Exercise input –

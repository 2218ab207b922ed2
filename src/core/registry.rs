//=========================================================================
// Dependency Registry
//=========================================================================
//
// Name-keyed registry mapping string tokens to constructible providers.
//
// Pattern: bind(token, factory) → resolve::<T>(token) → Option<T>
//
// Resolution is optional by contract: an unbound token yields `None`
// rather than an error. Later bindings under the same token silently
// overwrite earlier ones — documented, not defended against.
//
//=========================================================================

//=== Standard Library Imports ============================================

use std::any::Any;
use std::collections::HashMap;

//=== External Crates =====================================================

use log::{debug, warn};

//=== ProviderDescriptor ==================================================

type ProviderFactory = Box<dyn Fn() -> Box<dyn Any>>;

/// One named provider binding supplied at module bootstrap.
pub struct ProviderDescriptor {
    name: String,
    factory: ProviderFactory,
}

impl ProviderDescriptor {
    /// Creates a provider binding `name` to the given constructor.
    pub fn new<T: Any>(name: impl Into<String>, constructor: impl Fn() -> T + 'static) -> Self {
        Self {
            name: name.into(),
            factory: Box::new(move || Box::new(constructor())),
        }
    }

    /// The token this provider binds.
    pub fn name(&self) -> &str {
        &self.name
    }
}

//=== DependencyRegistry ==================================================

/// Token → provider registry with optional resolution.
pub struct DependencyRegistry {
    bindings: HashMap<String, ProviderFactory>,
}

impl DependencyRegistry {
    /// Creates an empty registry.
    pub fn new() -> Self {
        Self { bindings: HashMap::new() }
    }

    //--- Binding ----------------------------------------------------------

    /// Installs one provider. A duplicate token overwrites the previous
    /// binding.
    pub fn bind(&mut self, provider: ProviderDescriptor) {
        let ProviderDescriptor { name, factory } = provider;
        if self.bindings.insert(name.clone(), factory).is_some() {
            debug!(target: "registry", "provider '{}' rebound", name);
        }
    }

    /// Installs every provider from a module's declaration.
    pub fn populate(&mut self, providers: Vec<ProviderDescriptor>) {
        for provider in providers {
            self.bind(provider);
        }
    }

    //--- Resolution -------------------------------------------------------

    /// Constructs the provider bound to `token`.
    ///
    /// Returns `None` when the token is unbound, or when the bound
    /// provider constructs a different type than `T` (logged).
    pub fn resolve<T: Any>(&self, token: &str) -> Option<T> {
        let factory = self.bindings.get(token)?;
        match factory().downcast::<T>() {
            Ok(value) => Some(*value),
            Err(_) => {
                warn!(target: "registry", "provider '{}' resolved to a different type", token);
                None
            }
        }
    }

    //--- Query API --------------------------------------------------------

    /// Returns true when `token` has a binding.
    pub fn contains(&self, token: &str) -> bool {
        self.bindings.contains_key(token)
    }

    /// Returns the number of installed bindings.
    pub fn len(&self) -> usize {
        self.bindings.len()
    }

    /// Returns true when no bindings are installed.
    pub fn is_empty(&self) -> bool {
        self.bindings.is_empty()
    }
}

impl Default for DependencyRegistry {
    fn default() -> Self {
        Self::new()
    }
}

//=========================================================================
// Unit Tests
//=========================================================================

#[cfg(test)]
mod tests {
    use super::*;

    #[derive(Debug, PartialEq)]
    struct ScoreKeeper {
        score: u32,
    }

    #[test]
    fn bound_provider_resolves_to_a_fresh_value() {
        let mut registry = DependencyRegistry::new();
        registry.bind(ProviderDescriptor::new("score", || ScoreKeeper { score: 0 }));

        let keeper = registry.resolve::<ScoreKeeper>("score");
        assert_eq!(keeper, Some(ScoreKeeper { score: 0 }));
    }

    #[test]
    fn unbound_token_resolves_to_none() {
        let registry = DependencyRegistry::new();
        assert_eq!(registry.resolve::<ScoreKeeper>("missing"), None);
    }

    #[test]
    fn type_mismatch_resolves_to_none() {
        let mut registry = DependencyRegistry::new();
        registry.bind(ProviderDescriptor::new("score", || ScoreKeeper { score: 0 }));

        assert_eq!(registry.resolve::<String>("score"), None);
    }

    #[test]
    fn duplicate_token_overwrites() {
        let mut registry = DependencyRegistry::new();
        registry.populate(vec![
            ProviderDescriptor::new("score", || ScoreKeeper { score: 1 }),
            ProviderDescriptor::new("score", || ScoreKeeper { score: 2 }),
        ]);

        assert_eq!(registry.len(), 1);
        assert_eq!(registry.resolve::<ScoreKeeper>("score"), Some(ScoreKeeper { score: 2 }));
    }
}
//=========================================================================
// Scene Lifecycle Loader
//=========================================================================
//
// Sole owner of the Current Scene Handle. Runs the load protocol for a
// resolved descriptor and the teardown that precedes every load.
//
// Load steps, strictly ordered, each complete before the next begins:
//   1. full host re-init with the scene's render settings
//   2. instantiate via the descriptor factory (constructor injection)
//   3. scene asset loading — failure aborts with nothing attached
//   4. attach the fresh surface to the mount point
//   5. scene start (initial visual tree)
//   6. directional input binding — best effort, logged on failure
//   7. lifecycle mode: self-driven setup, or ticker wiring + behavior
//      state selection
//
// At most one loaded scene exists at any time. Teardown detaches the
// mounted surface, clears key dispatch, and drops the previous instance;
// the ticker is not stopped — the next load's re-init replaces it.
//
//=========================================================================

//=== Standard Library Imports ============================================

use std::cell::RefCell;
use std::rc::Rc;

//=== External Crates =====================================================

use log::{debug, error, info};

//=== Internal Dependencies ===============================================

use super::super::context::GameContext;
use super::super::error::{SceneError, StageResult};
use super::super::render::TickerFrame;
use super::content::{SceneDescriptor, SceneServices};
use super::{Scene, DEFAULT_STATE_FUNCTION};

//=== LoadedScene =========================================================

/// The live scene instance plus its name.
///
/// Shared (`Rc`) with the ticker callback and the key dispatcher while
/// current; all clones are dropped on teardown.
pub(crate) struct LoadedScene {
    pub(crate) name: String,
    #[allow(dead_code)] // keeps the instance alive; borrowed via clones
    pub(crate) scene: Rc<RefCell<Box<dyn Scene>>>,
}

//=== SceneLoader =========================================================

/// Loads and tears down scenes. One instance per `Game`.
pub struct SceneLoader {
    current: Option<LoadedScene>,
}

impl SceneLoader {
    pub(crate) fn new() -> Self {
        Self { current: None }
    }

    /// Name of the currently loaded scene, if any.
    pub fn current_scene(&self) -> Option<&str> {
        self.current.as_ref().map(|loaded| loaded.name.as_str())
    }

    //--- Teardown ---------------------------------------------------------

    /// Destroys the Current Scene Handle. Idempotent.
    pub(crate) fn teardown(&mut self, ctx: &mut GameContext) {
        if ctx.mount.detach() {
            debug!(target: "scene", "render surface detached");
        }
        ctx.input.clear();
        if let Some(previous) = self.current.take() {
            debug!(target: "scene", "scene '{}' dropped", previous.name);
        }
    }

    //--- Load -------------------------------------------------------------

    /// Runs the full load protocol for `descriptor`.
    pub(crate) fn load(
        &mut self,
        descriptor: &SceneDescriptor,
        ctx: &mut GameContext,
    ) -> StageResult<()> {
        let name = descriptor.scene_name.clone();
        debug!(target: "scene", "loading scene '{}'", name);

        // 1. fresh surface and ticker for this scene's render settings
        ctx.host.init(&descriptor.content.render)?;

        // 2. construction with the context services
        let services = SceneServices {
            navigator: ctx.navigator.clone(),
            registry: &ctx.providers,
        };
        let scene = Rc::new(RefCell::new((descriptor.factory)(&services)));

        // 3. assets must be complete before anything is shown
        {
            let engine = ctx.host.engine_mut()?;
            scene.borrow_mut().load_assets(engine)?;
        }

        // 4. attach the surface
        let surface = Rc::clone(&ctx.host.engine()?.surface);
        ctx.mount.attach(surface);

        // 5. scene-defined start
        {
            let engine = ctx.host.engine_mut()?;
            scene.borrow_mut().start_scene(engine)?;
        }

        // 6. directional input, best effort
        let directional = scene.borrow_mut().as_direction_handlers().is_some();
        if directional {
            if let Err(bind_error) = ctx.input.bind(&scene, &name) {
                error!(target: "scene", "input binding for '{}' failed: {}", name, bind_error);
            }
        }

        // 7. lifecycle mode
        {
            let engine = ctx.host.engine_mut()?;
            let mut instance = scene.borrow_mut();

            if let Some(driver) = instance.as_self_driven() {
                driver.setup(engine);
            } else if descriptor.content.ticker_on {
                let has_frame_driven = instance.as_frame_driven().is_some();
                let callback: Box<dyn FnMut(&mut TickerFrame)> =
                    match descriptor.content.game_loop_function {
                        Some(game_loop) => {
                            let target = Rc::clone(&scene);
                            Box::new(move |frame| {
                                let mut guard = target.borrow_mut();
                                game_loop(&mut **guard, frame);
                            })
                        }
                        None if has_frame_driven => {
                            let target = Rc::clone(&scene);
                            Box::new(move |frame| {
                                if let Some(driver) = target.borrow_mut().as_frame_driven() {
                                    driver.game_loop(frame);
                                }
                            })
                        }
                        None => return Err(SceneError::MissingGameLoop(name).into()),
                    };
                engine.ticker.add_boxed(callback);

                let state = descriptor
                    .content
                    .state_function
                    .as_deref()
                    .unwrap_or(DEFAULT_STATE_FUNCTION);
                let selected = instance
                    .as_frame_driven()
                    .map(|driver| driver.select_state(state))
                    .unwrap_or(false);
                if !selected {
                    return Err(SceneError::MissingStateFunction {
                        scene: name,
                        state: state.to_owned(),
                    }
                    .into());
                }
            }
        }

        info!(target: "scene", "scene '{}' started", name);
        self.current = Some(LoadedScene { name, scene });
        Ok(())
    }
}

What is expected –
In how many lines of the records does the word "TickerFrame" appear? Give the number alone.

Finished task –
2